Oliver Milman
Fri, 10 March 2023
Photograph: Fabrice Coffrini/AFP/Getty Images
Al Gore has warned it would be “recklessly irresponsible” to allow an enormous, controversial oil drilling project to proceed in Alaska, speaking ahead of a decision from the Biden administration on whether to approve it. Gore spoke amid growing alarm among Democrats and campaigners that the Willow development will drastically undermine the US’s effort to confront the climate crisis.
The vast, multi-billion-dollar ConocoPhillips oil project, to be situated on the tundra of Alaska’s northern Arctic coast, is awaiting approval from the federal government that could arrive as soon as Friday. Gore, the former US vice-president and leading climate advocate, told the Guardian that the planned drilling would threaten local communities as well as the task of curbing dangerous global heating.

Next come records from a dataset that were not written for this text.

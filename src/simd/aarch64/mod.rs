#[cfg(target_arch = "aarch64")]
pub mod neon;
/// Errors that can occur during Reed-Solomon construction, encode, reconst, update or replace.
#[derive(Debug, Clone, Copy, PartialEq, Eq)]
pub enum RSError {
    /// `data <= 0 || parity <= 0 || data + parity > 256`.
    IllegalVects,
    /// Wrong number of vectors passed to `encode`.
    MismatchVects,
    /// A vector has zero length.
    ZeroVectSize,
    /// Vectors are not all the same length.
    MismatchVectSize,
    /// `reconst` was called with nothing to reconstruct; treated as success by callers.
    NoNeedReconst,
    /// Too many lost vectors to reconstruct: fewer than `data` survivors, or more than `parity` needed.
    TooManyLost,
    /// `parity.len() != parity_shards`.
    MismatchParityNum,
    /// A vector index is out of `[0, data+parity)`.
    IllegalVectIndex,
    /// More rows passed to `replace` than there are data shards.
    TooManyReplace,
    /// `replace_rows.len() != data.len()`.
    MismatchReplace,
    /// Inversion hit an all-zero pivot column; only reachable with a corrupted encode matrix.
    SingularMatrix,
}

impl std::fmt::Display for RSError {
    fn fmt(&self, f: &mut std::fmt::Formatter) -> std::fmt::Result {
        match self {
            RSError::IllegalVects => write!(f, "illegal data/parity number: <= 0 or data+parity > 256"),
            RSError::MismatchVects => write!(f, "too few/many vects given"),
            RSError::ZeroVectSize => write!(f, "vect size is 0"),
            RSError::MismatchVectSize => write!(f, "vects size mismatched"),
            RSError::NoNeedReconst => write!(f, "no need reconst"),
            RSError::TooManyLost => write!(f, "too many lost"),
            RSError::MismatchParityNum => write!(f, "parity number mismatched"),
            RSError::IllegalVectIndex => write!(f, "illegal vect index"),
            RSError::TooManyReplace => write!(f, "too many data for replacing"),
            RSError::MismatchReplace => write!(f, "number of replaceRows and data mismatch"),
            RSError::SingularMatrix => write!(f, "matrix is singular"),
        }
    }
}

impl std::error::Error for RSError {}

“The proposed expansion of oil and gas drilling in Alaska is recklessly irresponsible,” Gore said. “The pollution it would generate will not only put Alaska native and other local communities at risk, it is incompatible with the ambition we need to achieve a net zero future.
“We don’t need to prop up the fossil fuel industry with new, multi-year projects that are a recipe for climate chaos,” Gore added. “Instead, we must end the expansion of oil, gas and coal and embrace the abundant climate solutions at our fingertips.”

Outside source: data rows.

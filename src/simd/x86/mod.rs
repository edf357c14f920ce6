#[cfg(any(target_arch = "x86", target_arch = "x86_64"))]
pub mod avx2;
#[cfg(any(target_arch = "x86", target_arch = "x86_64"))]
pub mod avx512;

The Willow project has become a leading target for climate campaigners due to the huge volume of planet-heating emissions it could unleash. The drilling operation would extract up to 180,0000 barrels of oil a day, about 1.6% of total US oil production from one site alone. In a grim irony, ConocoPhillips has said it may have to re-freeze ground that is rapidly thawing as the Arctic heats up in order to stabilize the drilling equipment.
An exploratory drilling camp at the site of the Willow project on Alaska’s North Slope is seen in 2019. Photograph: AP
This drilling would result in 278m tons of greenhouse gases over a 30-year lifespan of the development, according to the administration’s own estimates, the equivalent of adding 2m gasoline-consuming cars onto the road or running more than 70 coal-fired power plants for a year. The pollution produced would comfortably wipe out the emissions saved from all renewable energy projects on US public lands by 2030.
The Department of the Interior has said it has “substantial concerns” about the Willow project’s impact upon the climate and the subsistence lifestyle of native Alaskan communities but has completed an environmental review of the development that it said would improve it, such as drilling at three sites rather than five and reducing the number of roads and other infrastructure that would be built in the wilderness.
The prospect of the administration approving a full or abridged version of the project has sparked alarm among local communities, climate campaigners and Biden’s Democratic allies.
The International Energy Agency has said no new fossil fuel infrastructure can be built if the world is to avoid disastrous climate change and two dozen Democrats in Congress have written to Biden warning that Willow poses “a significant threat to US progress on climate issues”. The lawmakers called upon the president to “stop this ill-conceived and misguided project”.
A wave of opposition to the Willow project has hit the White House in recent weeks, including in-person rallies in Washington DC and a viral #StopWillow campaign on social media. An online petition calling for the project to be halted has garnered more than 3m signatures. Critics have pointed out the project fatally undermines Biden’s promise to deal with the climate crisis, which he has called an “existential threat” to humanity.
“President Biden continues to address climate change during high-profile speeches and events but his actions are contradictory,” said Siqiniq Maupin, executive director of the Sovereign IƱupiat for a Living Arctic, an Indigenous group that has warned the project would endanger the subsistence lifestyle of native communities that rely upon the migration of a caribou herd, as well as other established patterns in the environment, to live in their Arctic surrounds.
Biden has come under pressure from proponents of the project, too, with Alaskan lawmakers and some native groups arguing Willow would create much-needed jobs and investment for the region. Lisa Murkowski, a Republican senator from Alaska, has called the size of the project “minuscule” and that it has been “meticulously planned” to avoid harm to the environment.
The battle over Willow is likely to end up in the courts, with environmental advocates vowing to keep fighting any iteration of the project. “I think that litigation is very likely,” said Jeremy Lieb, a senior attorney for Earthjustice. “We and our clients don’t see any acceptable version of this project.”